Just confirming that this conversation is tangential to the main RFC? (Not trying to shut down conversation but clarifying if there is actually a disagreement here) The patch implements this via the ArithmeticCastOp template, which gives it the ElementwiseMappable trait like its peers. I believe that the “typical” path that Sean refers to relates to various bits of frontend code that use this trait to make their lives easier, requiring fewer special cased conversions. I believe this particular way of looking at it was discussed when that trait was added but isn’t really linalg specific – just a way to use the trait.

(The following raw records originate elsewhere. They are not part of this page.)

//! Presentation model for the locker map.
//!
//! [`LockerMap`] holds what a map widget needs to draw: the provider
//! credential, a center, a zoom level and one [`Marker`] per locker. Drawing
//! itself is delegated to a [`MapRenderer`]. Activating a marker only yields
//! the locker behind it; persisting the pick and closing the map belong to
//! the workflow.

use lockerpick_core::{Coordinate, Locker};

/// A locker pin on the map.
#[derive(Debug, Clone, PartialEq)]
pub struct Marker {
    pub position: Coordinate,
    pub label: String,
    pub locker: Locker,
}

#[derive(Clone, PartialEq)]
pub struct LockerMap {
    api_key: String,
    center: Coordinate,
    zoom: u8,
    markers: Vec<Marker>,
}

impl LockerMap {
    /// One marker per locker, in response order, labeled with its address.
    #[must_use]
    pub fn new(api_key: String, center: Coordinate, zoom: u8, lockers: Vec<Locker>) -> Self {
        let markers = lockers
            .into_iter()
            .map(|locker| Marker {
                position: locker.position(),
                label: locker.address_text.clone(),
                locker,
            })
            .collect();
        Self {
            api_key,
            center,
            zoom,
            markers,
        }
    }

    /// Map-provider credential from the lookup response.
    #[must_use]
    pub fn api_key(&self) -> &str {
        &self.api_key
    }

    #[must_use]
    pub fn center(&self) -> Coordinate {
        self.center
    }

    #[must_use]
    pub fn zoom(&self) -> u8 {
        self.zoom
    }

    #[must_use]
    pub fn markers(&self) -> &[Marker] {
        &self.markers
    }

    /// Returns the locker behind the marker with `locker_id`, if present.
    #[must_use]
    pub fn activate(&self, locker_id: &str) -> Option<&Locker> {
        self.markers
            .iter()
            .map(|m| &m.locker)
            .find(|locker| locker.id == locker_id)
    }
}

impl std::fmt::Debug for LockerMap {
    fn fmt(&self, f: &mut std::fmt::Formatter<'_>) -> std::fmt::Result {
        f.debug_struct("LockerMap")
            .field("api_key", &"[redacted]")
            .field("center", &self.center)
            .field("zoom", &self.zoom)
            .field("markers", &self.markers)
            .finish()
    }
}

/// Draws the locker map inside the host's modal.
pub trait MapRenderer: Send + Sync {
    /// Shows `map`, replacing anything already shown.
    fn open(&self, map: &LockerMap);

    /// Hides the map and its modal.
    fn close(&self);
}
//! Shipping-option selection and locker resolution state machine.
//!
//! ```text
//! Idle ──select non-locker──▶ Idle          (parent notified)
//! Idle ──select/activate locker──▶ Resolving
//! Resolving ──lookup ok──▶ MapOpen
//! Resolving ──lookup failed──▶ Idle        (notice)
//! MapOpen ──marker picked──▶ Idle          (persisted, map closed)
//! MapOpen ──dismissed──▶ Idle
//! ```
//!
//! Every resolution cycle gets a fresh token. Only the result carrying the
//! latest token is applied; anything older is dropped on arrival.

use std::sync::Arc;

use lockerpick_core::{
    AppConfig, Coordinate, Locker, LockerLookupRequest, ShippingAddress, ShippingOption,
    StoreConfig,
};
use lockerpick_locator::{AddressResolver, LockerLocator};

use crate::error::WorkflowError;
use crate::host::{CheckoutHost, Notice};
use crate::map::{LockerMap, MapRenderer};
use crate::persistence::SelectionStore;
use crate::resolution::{PendingResolution, ResolutionResult};
use crate::state::{ResolutionToken, WorkflowState};

/// Fallback center when the shipping address cannot be geocoded (Nairobi CBD).
const DEFAULT_CENTER: Coordinate = Coordinate {
    lat: -1.2884,
    lng: 36.8233,
};
const DEFAULT_ZOOM: u8 = 14;

/// Services the workflow composes.
#[derive(Clone)]
pub struct Collaborators {
    pub locator: Arc<dyn LockerLocator>,
    pub resolver: Arc<dyn AddressResolver>,
    pub selection: Arc<dyn SelectionStore>,
    pub renderer: Arc<dyn MapRenderer>,
    pub host: Arc<dyn CheckoutHost>,
}

/// Checkout data the workflow reads but does not own.
#[derive(Debug, Clone)]
pub struct CheckoutContext {
    pub consignment_id: String,
    pub options: Vec<ShippingOption>,
    pub selected_option_id: Option<String>,
    pub address: ShippingAddress,
    pub store: StoreConfig,
}

#[derive(Debug, Clone, Copy, PartialEq)]
pub struct MapSettings {
    pub default_center: Coordinate,
    pub zoom: u8,
}

impl MapSettings {
    #[must_use]
    pub fn from_config(config: &AppConfig) -> Self {
        Self {
            default_center: config.default_center,
            zoom: config.map_zoom,
        }
    }
}

impl Default for MapSettings {
    fn default() -> Self {
        Self {
            default_center: DEFAULT_CENTER,
            zoom: DEFAULT_ZOOM,
        }
    }
}

/// What applying a [`ResolutionResult`] did.
#[derive(Debug, Clone, PartialEq, Eq)]
pub enum Completion {
    /// The map is open. `notice` is set when the center fell back to the default.
    MapOpened {
        markers: usize,
        notice: Option<Notice>,
    },
    /// The lookup failed; the workflow is idle again.
    LookupFailed(Notice),
    /// A newer cycle was started after this one; the result was dropped.
    Superseded,
}

pub struct ShippingOptionWorkflow {
    consignment_id: String,
    options: Vec<ShippingOption>,
    selected_option_id: Option<String>,
    address: ShippingAddress,
    store: StoreConfig,
    settings: MapSettings,
    deps: Collaborators,
    state: WorkflowState,
    latest_token: ResolutionToken,
    selected_locker: Option<Locker>,
}

impl ShippingOptionWorkflow {
    #[must_use]
    pub fn new(context: CheckoutContext, settings: MapSettings, deps: Collaborators) -> Self {
        Self {
            consignment_id: context.consignment_id,
            options: context.options,
            selected_option_id: context.selected_option_id,
            address: context.address,
            store: context.store,
            settings,
            deps,
            state: WorkflowState::Idle,
            latest_token: 0,
            selected_locker: None,
        }
    }

    #[must_use]
    pub fn state(&self) -> &WorkflowState {
        &self.state
    }

    #[must_use]
    pub fn options(&self) -> &[ShippingOption] {
        &self.options
    }

    #[must_use]
    pub fn selected_option(&self) -> Option<&ShippingOption> {
        let id = self.selected_option_id.as_deref()?;
        self.options.iter().find(|o| o.id == id)
    }

    /// Locker picked in this session or restored on mount.
    #[must_use]
    pub fn selected_locker(&self) -> Option<&Locker> {
        self.selected_locker.as_ref()
    }

    /// Token of the most recently started resolution cycle (`0` before any).
    #[must_use]
    pub fn latest_token(&self) -> ResolutionToken {
        self.latest_token
    }

    /// Resume-on-entry.
    ///
    /// A persisted locker is restored as the current selection. When none is
    /// persisted but a locker option is already selected, a resolution cycle
    /// starts so the shopper is asked to pick one.
    pub fn mount(&mut self) -> Option<PendingResolution> {
        let persisted = match self.deps.selection.read() {
            Ok(persisted) => persisted,
            Err(err) => {
                self.surface(&Notice::persistence(&err));
                None
            }
        };

        let option = self
            .selected_option()
            .filter(|o| o.is_locker_service())
            .cloned()?;

        if let Some(locker) = persisted {
            tracing::info!(
                consignment_id = %self.consignment_id,
                option_id = %option.id,
                locker_id = %locker.id,
                "restored persisted locker selection"
            );
            self.selected_locker = Some(locker);
            return None;
        }

        tracing::info!(
            consignment_id = %self.consignment_id,
            option_id = %option.id,
            "locker option selected without a locker, resuming resolution"
        );
        self.begin_resolution(&option)
    }

    /// Handles a value-change selection of a shipping option.
    ///
    /// The parent is always notified for a known id. A locker option also
    /// starts a resolution cycle, returned for the caller to drive.
    ///
    /// # Errors
    ///
    /// Returns [`WorkflowError::InvalidOptionId`] for an id not in the option
    /// list; nothing changes and the parent is not notified.
    pub fn select_option(
        &mut self,
        option_id: &str,
    ) -> Result<Option<PendingResolution>, WorkflowError> {
        let option = self.find_option(option_id)?.clone();
        self.selected_option_id = Some(option.id.clone());
        self.deps
            .host
            .on_selected_option(&self.consignment_id, &option.id);

        if option.is_locker_service() {
            return Ok(self.begin_resolution(&option));
        }

        self.abandon_cycle();
        tracing::debug!(option_id = %option.id, "non-locker option selected");
        Ok(None)
    }

    /// Handles an explicit click on an option, even one already selected.
    ///
    /// Clicking the selected option does not notify the parent: a locker
    /// option starts a fresh cycle, any other option does nothing. Clicking a
    /// different option is a selection and goes through [`Self::select_option`].
    ///
    /// # Errors
    ///
    /// Returns [`WorkflowError::InvalidOptionId`] for an id not in the option list.
    pub fn activate_option(
        &mut self,
        option_id: &str,
    ) -> Result<Option<PendingResolution>, WorkflowError> {
        let option = self.find_option(option_id)?.clone();
        if self.selected_option_id.as_deref() != Some(option.id.as_str()) {
            return self.select_option(&option.id);
        }
        if !option.is_locker_service() {
            return Ok(None);
        }
        Ok(self.begin_resolution(&option))
    }

    /// Applies the result of a resolution cycle.
    ///
    /// Results from any cycle other than the latest are discarded.
    pub fn complete(&mut self, result: ResolutionResult) -> Completion {
        let current = matches!(
            &self.state,
            WorkflowState::Resolving { token, .. } if *token == result.token
        );
        if result.token != self.latest_token || !current {
            tracing::debug!(
                token = result.token,
                latest = self.latest_token,
                state = self.state.name(),
                "discarding superseded resolution result"
            );
            return Completion::Superseded;
        }

        let WorkflowState::Resolving { option_id, .. } =
            std::mem::replace(&mut self.state, WorkflowState::Idle)
        else {
            return Completion::Superseded;
        };
        self.deps.host.set_loading(false);

        let resolved = match result.outcome {
            Ok(resolved) => resolved,
            Err(err) => {
                let notice = Notice::lookup(&err);
                self.surface(&notice);
                return Completion::LookupFailed(notice);
            }
        };

        let (center, notice) = match resolved.center {
            Ok(center) => (center, None),
            Err(err) => {
                let notice = Notice::geocode(&err);
                self.surface(&notice);
                (self.settings.default_center, Some(notice))
            }
        };

        let map = LockerMap::new(
            resolved.response.map_api_key,
            center,
            self.settings.zoom,
            resolved.response.lockers,
        );
        let markers = map.markers().len();
        self.deps.renderer.open(&map);
        tracing::info!(
            consignment_id = %self.consignment_id,
            option_id = %option_id,
            token = result.token,
            markers,
            "locker map opened"
        );
        self.state = WorkflowState::MapOpen {
            token: result.token,
            option_id,
            map,
            address: self.address.clone(),
        };
        Completion::MapOpened { markers, notice }
    }

    /// Runs `pending` to completion and applies its result.
    pub async fn drive(&mut self, pending: PendingResolution) -> Completion {
        let result = pending.run().await;
        self.complete(result)
    }

    /// Handles activation of a marker on the open map.
    ///
    /// Persists the locker, closes the map and returns to idle. The parent was
    /// already told about the shipping option and is not notified again.
    ///
    /// # Errors
    ///
    /// - [`WorkflowError::MapNotOpen`] when no map is shown.
    /// - [`WorkflowError::UnknownMarker`] when `locker_id` is not on the map.
    /// - [`WorkflowError::Persistence`] when the pick cannot be stored; the
    ///   map stays open so the shopper can retry.
    pub fn pick_marker(&mut self, locker_id: &str) -> Result<Locker, WorkflowError> {
        let map = self.state.map().ok_or(WorkflowError::MapNotOpen)?;
        let locker = map
            .activate(locker_id)
            .cloned()
            .ok_or_else(|| WorkflowError::UnknownMarker(locker_id.to_string()))?;

        if let Err(err) = self.deps.selection.write(&locker) {
            self.surface(&Notice::persistence(&err));
            return Err(err.into());
        }

        self.deps.renderer.close();
        self.state = WorkflowState::Idle;
        tracing::info!(
            consignment_id = %self.consignment_id,
            locker_id = %locker.id,
            "locker picked"
        );
        self.selected_locker = Some(locker.clone());
        Ok(locker)
    }

    /// Closes the map without picking. Returns `false` if no map was open.
    pub fn dismiss_map(&mut self) -> bool {
        if self.state.map().is_none() {
            return false;
        }
        self.deps.renderer.close();
        self.state = WorkflowState::Idle;
        tracing::info!(consignment_id = %self.consignment_id, "locker map dismissed");
        true
    }

    /// Replaces the option list, e.g. after the catalog re-quotes shipping.
    ///
    /// A selected id that is no longer offered is dropped.
    pub fn set_options(&mut self, options: Vec<ShippingOption>) {
        self.options = options;
        if self.selected_option().is_none() {
            self.selected_option_id = None;
        }
    }

    fn find_option(&self, option_id: &str) -> Result<&ShippingOption, WorkflowError> {
        self.options
            .iter()
            .find(|o| o.id == option_id)
            .ok_or_else(|| {
                tracing::warn!(option_id, "rejected unknown shipping option");
                WorkflowError::InvalidOptionId(option_id.to_string())
            })
    }

    /// Starts a new cycle for a locker option and supersedes any running one.
    fn begin_resolution(&mut self, option: &ShippingOption) -> Option<PendingResolution> {
        let request = LockerLookupRequest::for_option(option, &self.address, &self.store)?;

        if let Err(err) = self.deps.selection.clear() {
            self.surface(&Notice::persistence(&err));
        }
        self.selected_locker = None;
        if self.state.map().is_some() {
            self.deps.renderer.close();
        }

        self.latest_token += 1;
        let token = self.latest_token;
        self.state = WorkflowState::Resolving {
            token,
            option_id: option.id.clone(),
        };
        self.deps.host.set_loading(true);
        tracing::info!(
            consignment_id = %self.consignment_id,
            option_id = %option.id,
            courier = %request.courier,
            token,
            "resolving lockers"
        );

        Some(PendingResolution {
            token,
            request,
            address_text: self.address.to_address_text(),
            locator: Arc::clone(&self.deps.locator),
            resolver: Arc::clone(&self.deps.resolver),
        })
    }

    /// Leaves any running cycle behind: in-flight results become stale and an
    /// open map is closed.
    fn abandon_cycle(&mut self) {
        match self.state {
            WorkflowState::Idle => return,
            WorkflowState::Resolving { .. } => {
                self.latest_token += 1;
                self.deps.host.set_loading(false);
            }
            WorkflowState::MapOpen { .. } => self.deps.renderer.close(),
        }
        self.state = WorkflowState::Idle;
    }

    fn surface(&self, notice: &Notice) {
        tracing::warn!(
            consignment_id = %self.consignment_id,
            kind = ?notice.kind,
            message = %notice.message,
            "workflow notice"
        );
        self.deps.host.notify(notice);
    }
}
use crate::app_config::{AppConfig, Environment};
use crate::locker::Coordinate;
use crate::ConfigError;

/// `User-Agent` sent by the HTTP clients unless `LOCKERPICK_USER_AGENT` overrides it.
pub const DEFAULT_USER_AGENT: &str = "lockerpick/0.1 (checkout-lockers)";

/// Load application configuration from environment variables.
///
/// Calls `dotenvy::dotenv().ok()` to load `.env` files before reading env vars.
///
/// # Errors
///
/// Returns `ConfigError` if required env vars are missing or values are invalid.
pub fn load_app_config() -> Result<AppConfig, ConfigError> {
    dotenvy::dotenv().ok();
    load_app_config_from_env()
}

/// Load application configuration from environment variables already in the process.
///
/// Unlike [`load_app_config`], this does NOT load `.env` files.
///
/// # Errors
///
/// Returns `ConfigError` if required env vars are missing or values are invalid.
pub fn load_app_config_from_env() -> Result<AppConfig, ConfigError> {
    build_app_config(|key| std::env::var(key))
}

/// Build application configuration using the provided env-var lookup function.
///
/// Decoupled from the real environment so it can be tested with a `HashMap`.
fn build_app_config<F>(lookup: F) -> Result<AppConfig, ConfigError>
where
    F: Fn(&str) -> Result<String, std::env::VarError>,
{
    use std::path::PathBuf;

    let require = |var: &str| -> Result<String, ConfigError> {
        lookup(var)
            .ok()
            .filter(|v| !v.trim().is_empty())
            .ok_or_else(|| ConfigError::MissingEnvVar(var.to_string()))
    };

    let or_default = |var: &str, default: &str| -> String {
        lookup(var).unwrap_or_else(|_| default.to_string())
    };

    let parse_u8 = |var: &str, default: &str| -> Result<u8, ConfigError> {
        let raw = or_default(var, default);
        raw.parse::<u8>().map_err(|e| ConfigError::InvalidEnvVar {
            var: var.to_string(),
            reason: e.to_string(),
        })
    };

    let parse_u32 = |var: &str, default: &str| -> Result<u32, ConfigError> {
        let raw = or_default(var, default);
        raw.parse::<u32>().map_err(|e| ConfigError::InvalidEnvVar {
            var: var.to_string(),
            reason: e.to_string(),
        })
    };

    let parse_u64 = |var: &str, default: &str| -> Result<u64, ConfigError> {
        let raw = or_default(var, default);
        raw.parse::<u64>().map_err(|e| ConfigError::InvalidEnvVar {
            var: var.to_string(),
            reason: e.to_string(),
        })
    };

    let parse_coordinate = |var: &str, default: &str| -> Result<Coordinate, ConfigError> {
        let raw = or_default(var, default);
        raw.parse::<Coordinate>()
            .map_err(|reason| ConfigError::InvalidEnvVar {
                var: var.to_string(),
                reason,
            })
    };

    let store_hash = require("LOCKERPICK_STORE_HASH")?;

    let env = parse_environment(&or_default("LOCKERPICK_ENV", "development"))?;
    let log_level = or_default("LOCKERPICK_LOG_LEVEL", "info");

    let locator_base_url = or_default("LOCKERPICK_LOCATOR_BASE_URL", "http://localhost:3000");
    let geocoder_base_url =
        or_default("LOCKERPICK_GEOCODER_BASE_URL", "https://maps.googleapis.com");
    let request_timeout_secs = parse_u64("LOCKERPICK_REQUEST_TIMEOUT_SECS", "30")?;
    let user_agent = or_default("LOCKERPICK_USER_AGENT", DEFAULT_USER_AGENT);
    let max_retries = parse_u32("LOCKERPICK_MAX_RETRIES", "1")?;
    let retry_backoff_base_ms = parse_u64("LOCKERPICK_RETRY_BACKOFF_BASE_MS", "250")?;

    let selection_path = PathBuf::from(or_default(
        "LOCKERPICK_SELECTION_PATH",
        "./.lockerpick/selection.json",
    ));
    let default_center = parse_coordinate("LOCKERPICK_DEFAULT_CENTER", "-1.2884,36.8233")?;
    let map_zoom = parse_u8("LOCKERPICK_MAP_ZOOM", "14")?;

    Ok(AppConfig {
        store_hash,
        env,
        log_level,
        locator_base_url,
        geocoder_base_url,
        request_timeout_secs,
        user_agent,
        max_retries,
        retry_backoff_base_ms,
        selection_path,
        default_center,
        map_zoom,
    })
}

/// Parse a string into an `Environment` variant.
fn parse_environment(s: &str) -> Result<Environment, ConfigError> {
    match s {
        "development" => Ok(Environment::Development),
        "test" => Ok(Environment::Test),
        "production" => Ok(Environment::Production),
        other => Err(ConfigError::InvalidEnvVar {
            var: "LOCKERPICK_ENV".to_string(),
            reason: format!("unknown environment \"{other}\""),
        }),
    }
}

#[cfg(test)]
mod tests {
    use std::collections::HashMap;
    use std::env::VarError;

    use super::*;

    fn lookup_from_map<'a>(
        map: &'a HashMap<&'a str, &'a str>,
    ) -> impl Fn(&str) -> Result<String, VarError> + 'a {
        move |key| {
            map.get(key)
                .map(|v| (*v).to_string())
                .ok_or(VarError::NotPresent)
        }
    }

    /// Returns a map with all required env vars populated.
    fn full_env<'a>() -> HashMap<&'a str, &'a str> {
        let mut m = HashMap::new();
        m.insert("LOCKERPICK_STORE_HASH", "S1");
        m
    }

    #[test]
    fn parse_environment_known_values() {
        assert_eq!(
            parse_environment("development").unwrap(),
            Environment::Development
        );
        assert_eq!(parse_environment("test").unwrap(), Environment::Test);
        assert_eq!(
            parse_environment("production").unwrap(),
            Environment::Production
        );
    }

    #[test]
    fn parse_environment_unknown_fails() {
        let err = parse_environment("staging").unwrap_err();
        assert!(matches!(err, ConfigError::InvalidEnvVar { ref var, .. } if var == "LOCKERPICK_ENV"));
    }

    #[test]
    fn build_app_config_fails_without_store_hash() {
        let map: HashMap<&str, &str> = HashMap::new();
        let result = build_app_config(lookup_from_map(&map));
        assert!(
            matches!(result, Err(ConfigError::MissingEnvVar(ref v)) if v == "LOCKERPICK_STORE_HASH"),
            "expected MissingEnvVar(LOCKERPICK_STORE_HASH), got: {result:?}"
        );
    }

    #[test]
    fn build_app_config_treats_blank_store_hash_as_missing() {
        let mut map = full_env();
        map.insert("LOCKERPICK_STORE_HASH", "   ");
        let result = build_app_config(lookup_from_map(&map));
        assert!(matches!(result, Err(ConfigError::MissingEnvVar(_))));
    }

    #[test]
    fn build_app_config_succeeds_with_defaults() {
        let map = full_env();
        let result = build_app_config(lookup_from_map(&map));
        assert!(result.is_ok(), "expected Ok, got: {result:?}");
        let cfg = result.unwrap();
        assert_eq!(cfg.store_hash, "S1");
        assert_eq!(cfg.env, Environment::Development);
        assert_eq!(cfg.log_level, "info");
        assert_eq!(cfg.locator_base_url, "http://localhost:3000");
        assert_eq!(cfg.geocoder_base_url, "https://maps.googleapis.com");
        assert_eq!(cfg.request_timeout_secs, 30);
        assert_eq!(cfg.user_agent, "lockerpick/0.1 (checkout-lockers)");
        assert_eq!(cfg.max_retries, 1);
        assert_eq!(cfg.retry_backoff_base_ms, 250);
        assert_eq!(
            cfg.selection_path.to_string_lossy(),
            "./.lockerpick/selection.json"
        );
        assert_eq!(
            cfg.default_center,
            Coordinate {
                lat: -1.2884,
                lng: 36.8233
            }
        );
        assert_eq!(cfg.map_zoom, 14);
    }

    #[test]
    fn request_timeout_override() {
        let mut map = full_env();
        map.insert("LOCKERPICK_REQUEST_TIMEOUT_SECS", "5");
        let cfg = build_app_config(lookup_from_map(&map)).unwrap();
        assert_eq!(cfg.request_timeout_secs, 5);
    }

    #[test]
    fn request_timeout_invalid() {
        let mut map = full_env();
        map.insert("LOCKERPICK_REQUEST_TIMEOUT_SECS", "not-a-number");
        let result = build_app_config(lookup_from_map(&map));
        assert!(
            matches!(result, Err(ConfigError::InvalidEnvVar { ref var, .. }) if var == "LOCKERPICK_REQUEST_TIMEOUT_SECS"),
            "expected InvalidEnvVar(LOCKERPICK_REQUEST_TIMEOUT_SECS), got: {result:?}"
        );
    }

    #[test]
    fn max_retries_invalid() {
        let mut map = full_env();
        map.insert("LOCKERPICK_MAX_RETRIES", "-1");
        let result = build_app_config(lookup_from_map(&map));
        assert!(
            matches!(result, Err(ConfigError::InvalidEnvVar { ref var, .. }) if var == "LOCKERPICK_MAX_RETRIES")
        );
    }

    #[test]
    fn default_center_override() {
        let mut map = full_env();
        map.insert("LOCKERPICK_DEFAULT_CENTER", "44.4268,26.1025");
        let cfg = build_app_config(lookup_from_map(&map)).unwrap();
        assert_eq!(
            cfg.default_center,
            Coordinate {
                lat: 44.4268,
                lng: 26.1025
            }
        );
    }

    #[test]
    fn default_center_invalid() {
        let mut map = full_env();
        map.insert("LOCKERPICK_DEFAULT_CENTER", "somewhere");
        let result = build_app_config(lookup_from_map(&map));
        assert!(
            matches!(result, Err(ConfigError::InvalidEnvVar { ref var, .. }) if var == "LOCKERPICK_DEFAULT_CENTER")
        );
    }

    #[test]
    fn map_zoom_out_of_range_fails() {
        let mut map = full_env();
        map.insert("LOCKERPICK_MAP_ZOOM", "300");
        let result = build_app_config(lookup_from_map(&map));
        assert!(
            matches!(result, Err(ConfigError::InvalidEnvVar { ref var, .. }) if var == "LOCKERPICK_MAP_ZOOM")
        );
    }

    #[test]
    fn debug_redacts_store_hash() {
        let mut map = full_env();
        map.insert("LOCKERPICK_STORE_HASH", "very-secret-hash");
        let cfg = build_app_config(lookup_from_map(&map)).unwrap();
        let rendered = format!("{cfg:?}");
        assert!(!rendered.contains("very-secret-hash"));
        assert!(rendered.contains("[redacted]"));
    }
}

I’m just replying to your characterization of this new op as a “complication”, which I disagreed with because it perfectly slots in with the (unused by anyone AFAIK, and could be deleted, but does work well) already-existing path from std elementwise ops on tensors to linalg. We do have a way to bufferize all of them, namely convert-elementwise-to-linalg,linalg-bufferize.
Whether we want to keep that path (and std elementwise on tensors altogether) is another question (and I tend to agree with you on reducing std/math to scalars and vectors only – I have found that going directly to linalg-on-tensors is perfectly adequate and I never materialize the std-elementwise-op-on-tensors).
Yes. I did not intend to block this and was under the assumptions it is going ahead. I was only commenting on
and wanted to raise the point that elementwise in std to support tensors adds complexity that is currently unused (and neither needed by @gcmn, @_sean_silva nor anyone else I am aware of).
It’s a good point. I think that if it is just a neat thing we can do but we don’t foresee a concrete use, for where the project is now, it is better to remove such things than leave them in the tree.
The reason I think it’s weird is that the arithmetic ops operate on tensors and the casts are declared as tensorizable. I’d be fine with standard not operating on tensors, but I think it’s weird that these casts don’t operate on tensors when other parts of standard do.
I agree and I’d vote for standard not operating on tensors at all. So instead of making it consistent into the “wrong” direction, we can leave it inconsistent or, even better, remove support for tensors all together.